Infinitely variable valve control is coming, but will anyone need it?
Camcon Automotive, a company in England, has developed a system called Intelligent Valve Actuation, or IVA. This technology may replace conventional internal combustion engine valvetrains as we know it. Instead of a camshaft spinning from the crankshaft, each valve runs its own camshaft that is itself attached to a small electric motor. No spring is involved -- the valve just follows the camshaft, which can run clockwise or counter-clockwise. This setup gives infinite variability to both lift and duration of an open valve.
Having fully independent valves comes with several advantages, including running different combustion cycles, like Atkinson, or achieving the holy grail of gasoline engines: homogeneous charge compression ignition.

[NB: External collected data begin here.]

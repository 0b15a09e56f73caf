//! The Guardian's DocStore facade (component C1).
//!
//! CRUD over six logical collections (`structures`, `services`, `limits`,
//! `rules`, `events`, `requests`) fronting a CouchDB-like JSON REST store,
//! with optimistic-concurrency retry hidden behind the facade: callers
//! pass whole domain documents in and out and never see a `_rev` token.

mod error;
mod http;
#[cfg(any(test, feature = "test-util"))]
mod memory;
mod wire;

pub use error::DocStoreError;
pub use http::HttpDocStore;
#[cfg(any(test, feature = "test-util"))]
pub use memory::InMemoryDocStore;

use async_trait::async_trait;
use guardian_core::{Event, GuardianResult, Limits, Request, Rule, Structure, StructureSubtype};

/// The six logical collection names, used verbatim as REST path segments.
pub mod collections {
    pub const STRUCTURES: &str = "structures";
    pub const SERVICES: &str = "services";
    pub const LIMITS: &str = "limits";
    pub const RULES: &str = "rules";
    pub const EVENTS: &str = "events";
    pub const REQUESTS: &str = "requests";
}

/// A Guardian service's own document, keyed by name in the `services`
/// collection.
#[derive(Debug, Clone, PartialEq, serde::Serialize, serde::Deserialize)]
pub struct ServiceDoc {
    pub name: String,
    pub heartbeat: String,
    pub config: serde_json::Value,
}

/// The six-collection CRUD surface described by §4.1/§6.
///
/// An `async fn` in a trait object-unsafe context is fine here: the
/// scheduler is generic over `D: DocStore`, never boxes this behind a
/// `dyn`, so no trait-object workaround is needed beyond `async_trait`
/// providing a stable desugaring across both implementors.
#[async_trait]
pub trait DocStore: Send + Sync {
    async fn get_structures(&self, subtype: Option<StructureSubtype>) -> GuardianResult<Vec<Structure>>;
    async fn get_rules(&self) -> GuardianResult<Vec<Rule>>;
    /// `None` if the structure has no companion limits document yet.
    async fn get_limits(&self, structure_name: &str) -> GuardianResult<Option<Limits>>;
    async fn update_limit(&self, limits: &Limits) -> GuardianResult<()>;
    async fn add_events(&self, events: &[Event]) -> GuardianResult<()>;
    async fn get_events(&self, structure_name: &str) -> GuardianResult<Vec<Event>>;
    async fn delete_events(&self, events: &[Event]) -> GuardianResult<()>;
    async fn delete_num_events_by_structure(&self, structure_name: &str, event_name: &str, n: u32) -> GuardianResult<()>;
    async fn add_requests(&self, requests: &[Request]) -> GuardianResult<()>;
    async fn get_service(&self, name: &str) -> GuardianResult<ServiceDoc>;
    async fn heartbeat(&self, name: &str, at: &str) -> GuardianResult<()>;
}
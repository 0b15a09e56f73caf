//! Runs several Guardian ticks back to back against in-memory doubles and
//! prints the per-tick event/request activity, reproducing the aging
//! scenario from the testable-properties section: five events at
//! different ages, only the ones inside `EVENT_TIMEOUT` survive each
//! tick's `age` step.

use std::collections::HashMap;
use std::sync::Arc;

use guardian_core::{
    Generates, GuardPolicy, Resource, ResourceLimits, ResourceState, Rule, RuleAction,
    RuleActionEvents, ScaleCounters, Structure, StructureSubtype,
};
use guardian_docstore::{InMemoryDocStore, ServiceDoc};
use guardian_metrics::InMemoryMetricsClient;
use guardian_scheduler::TickScheduler;

fn structure() -> Structure {
    Structure {
        name: "app0".to_string(),
        subtype: StructureSubtype::Container,
        guard: true,
        guard_policy: GuardPolicy::Serverless,
        host: None,
        resources: HashMap::from([(
            Resource::Cpu,
            ResourceState {
                min: 20,
                max: 120,
                current: Some(80),
                usage: None,
                guard: true,
            },
        )]),
    }
}

fn limits() -> guardian_core::Limits {
    guardian_core::Limits {
        name: "app0".to_string(),
        resources: HashMap::from([(
            Resource::Cpu,
            ResourceLimits {
                lower: 40,
                upper: 60,
                boundary: 20,
            },
        )]),
    }
}

fn event_rule() -> Rule {
    Rule {
        name: "cpu_exceeded_upper".to_string(),
        active: true,
        resource: Resource::Cpu,
        rule: serde_json::json!({">=": [{"var": "structure.cpu.usage"}, {"var": "limits.cpu.upper"}]}),
        generates: Generates::Events,
        action: RuleAction {
            events: RuleActionEvents {
                scale: ScaleCounters { up: 1, down: 0 },
            },
        },
        amount: None,
        rescale_by: None,
        events_to_remove: 0,
    }
}

#[tokio::main]
async fn main() {
    let docs = Arc::new(InMemoryDocStore::with_structures(vec![structure()]));
    docs.seed_rules(vec![event_rule()]);
    docs.seed_limits(vec![limits()]);
    docs.seed_service(ServiceDoc {
        name: "guardian".to_string(),
        heartbeat: "never".to_string(),
        config: serde_json::json!({ "ACTIVE": true, "EVENT_TIMEOUT": 40 }),
    });

    let metrics = Arc::new(InMemoryMetricsClient::new());
    metrics.seed("app0", "structure.cpu.usage", 65.0);

    let scheduler = TickScheduler::new(docs.clone(), metrics, tokio::runtime::Handle::current());

    for now in [0, 10, 20, 30, 40, 50] {
        scheduler.run_tick(now).await.expect("tick failed");
        println!("t={now}: {} events stored", docs.events().len());
    }
}
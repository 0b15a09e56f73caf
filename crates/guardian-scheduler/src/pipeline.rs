//! The per-structure tick pipeline (§5 ordering).
//!
//! `get usages -> get limits -> repair+write limits -> generate events ->
//! write events -> read all events -> delete stale -> reduce -> evaluate
//! request-rules -> delete consumed events -> write requests`. Every step
//! talks to `DocStore`/`MetricsClient` in this order; later steps depend
//! on earlier writes being visible, so this function must not reorder or
//! parallelize its own steps (cross-structure parallelism lives one layer
//! up, in [`crate::tick`]).

use std::time::Instant;

use guardian_core::{Config, EventListeners, GuardianResult, Rule, Structure, StructureSubtype, TickEvent};
use guardian_docstore::DocStore;
use guardian_events::{age, generate, reduce, GenerateParams};
use guardian_metrics::{is_unmonitored, query_structure_usage, MetricsClient};
use guardian_requests::{generate_requests, RequestParams};

/// Runs one structure's slice of a tick. Returns `Ok(())` whether or not
/// anything was written -- an unmonitored or limit-less structure is a
/// normal skip, not a failure, and is reported to `listeners` instead of
/// via the `Err` path. `Err` is reserved for DocStore/MetricsClient
/// failures and state-invariant faults (§7), which the caller
/// ([`crate::tick::run_tick`]) isolates per task.
pub async fn run_structure_tick(
    structure: &Structure,
    rules: &[Rule],
    docs: &dyn DocStore,
    metrics: &dyn MetricsClient,
    config: &Config,
    listeners: &EventListeners<TickEvent>,
    now: i64,
) -> GuardianResult<()> {
    let usages = query_structure_usage(
        metrics,
        &structure.name,
        structure.subtype,
        config.window_timelapse.as_secs(),
        config.window_delay.as_secs(),
        now,
    )
    .await?;

    if is_unmonitored(&usages) {
        listeners.emit(&TickEvent::StructureSkipped {
            structure: structure.name.clone(),
            reason: "no usage data for any guardable resource".to_string(),
            timestamp: Instant::now(),
        });
        return Ok(());
    }

    let Some(mut limits) = docs.get_limits(&structure.name).await? else {
        listeners.emit(&TickEvent::StructureSkipped {
            structure: structure.name.clone(),
            reason: "no limits document".to_string(),
            timestamp: Instant::now(),
        });
        return Ok(());
    };

    // §4.4 point 5: applications have no `current`, so the repairer does
    // not run for them; their limits are assumed externally maintained.
    if structure.subtype == StructureSubtype::Container {
        let outcomes = guardian_state::run(&structure.resources, &mut limits.resources, &config.guardable_resources)?;
        for (resource, outcome) in outcomes {
            if outcome.repaired {
                listeners.emit(&TickEvent::RepairPerformed {
                    structure: structure.name.clone(),
                    resource: resource.as_str(),
                    timestamp: Instant::now(),
                });
            }
        }
        docs.update_limit(&limits).await?;
    }

    let generated = generate(&GenerateParams {
        structure_name: &structure.name,
        rules,
        usages: &usages,
        limits: &limits,
        resources: &structure.resources,
        guardable_resources: &config.guardable_resources,
        now,
    });

    for resource in &generated.resources_without_rules {
        listeners.emit(&TickEvent::NoRulesForResource {
            structure: structure.name.clone(),
            resource: resource.as_str(),
            timestamp: Instant::now(),
        });
    }
    for event in &generated.events {
        listeners.emit(&TickEvent::EventGenerated {
            structure: structure.name.clone(),
            resource: event.resource.as_str(),
            timestamp: Instant::now(),
        });
    }
    if !generated.events.is_empty() {
        docs.add_events(&generated.events).await?;
    }

    let all_events = docs.get_events(&structure.name).await?;
    let age_outcome = age(all_events, config.event_timeout.as_secs() as i64, now);
    if !age_outcome.stale.is_empty() {
        docs.delete_events(&age_outcome.stale).await?;
    }

    let reduced = reduce(&age_outcome.valid);

    let request_outcome = generate_requests(&RequestParams {
        structure,
        rules,
        reduced: &reduced,
        limits: &limits,
        usages: &usages,
        cpu_shares_per_watt: config.cpu_shares_per_watt,
        now,
    });

    for (event_name, n) in &request_outcome.events_to_remove {
        docs.delete_num_events_by_structure(&structure.name, event_name, *n).await?;
    }

    if !request_outcome.requests.is_empty() {
        for request in &request_outcome.requests {
            listeners.emit(&TickEvent::RequestEmitted {
                structure: structure.name.clone(),
                resource: request.resource.as_str(),
                amount: request.amount,
                timestamp: Instant::now(),
            });
        }
        docs.add_requests(&request_outcome.requests).await?;
    }

    Ok(())
}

This, of course, also brings the associated benefits of lowering carbon and other emissions, as well as increasing fuel efficiency.
Last year, Mazda announced a combustion process that starts down the homogenous path, but that system is still fundamentally limited. Camcon’s system gives engineers as much control over air as they have over fuel and spark. No manufacturers have announced official involvement with Camcon, but we can only imagine that if the system proves durable, interest will be high.
The big question, however: Is it too late? Battery technology continues to advance rapidly, as does the strictness of general and carbon emissions. The amount of alternative energy tech in the auto industry is more abundant every year (even hydrogen is gaining traction). If Camcon is fast enough, this is another extension to the life of the internal combustion engine, akin to revolutionizing the carburetor.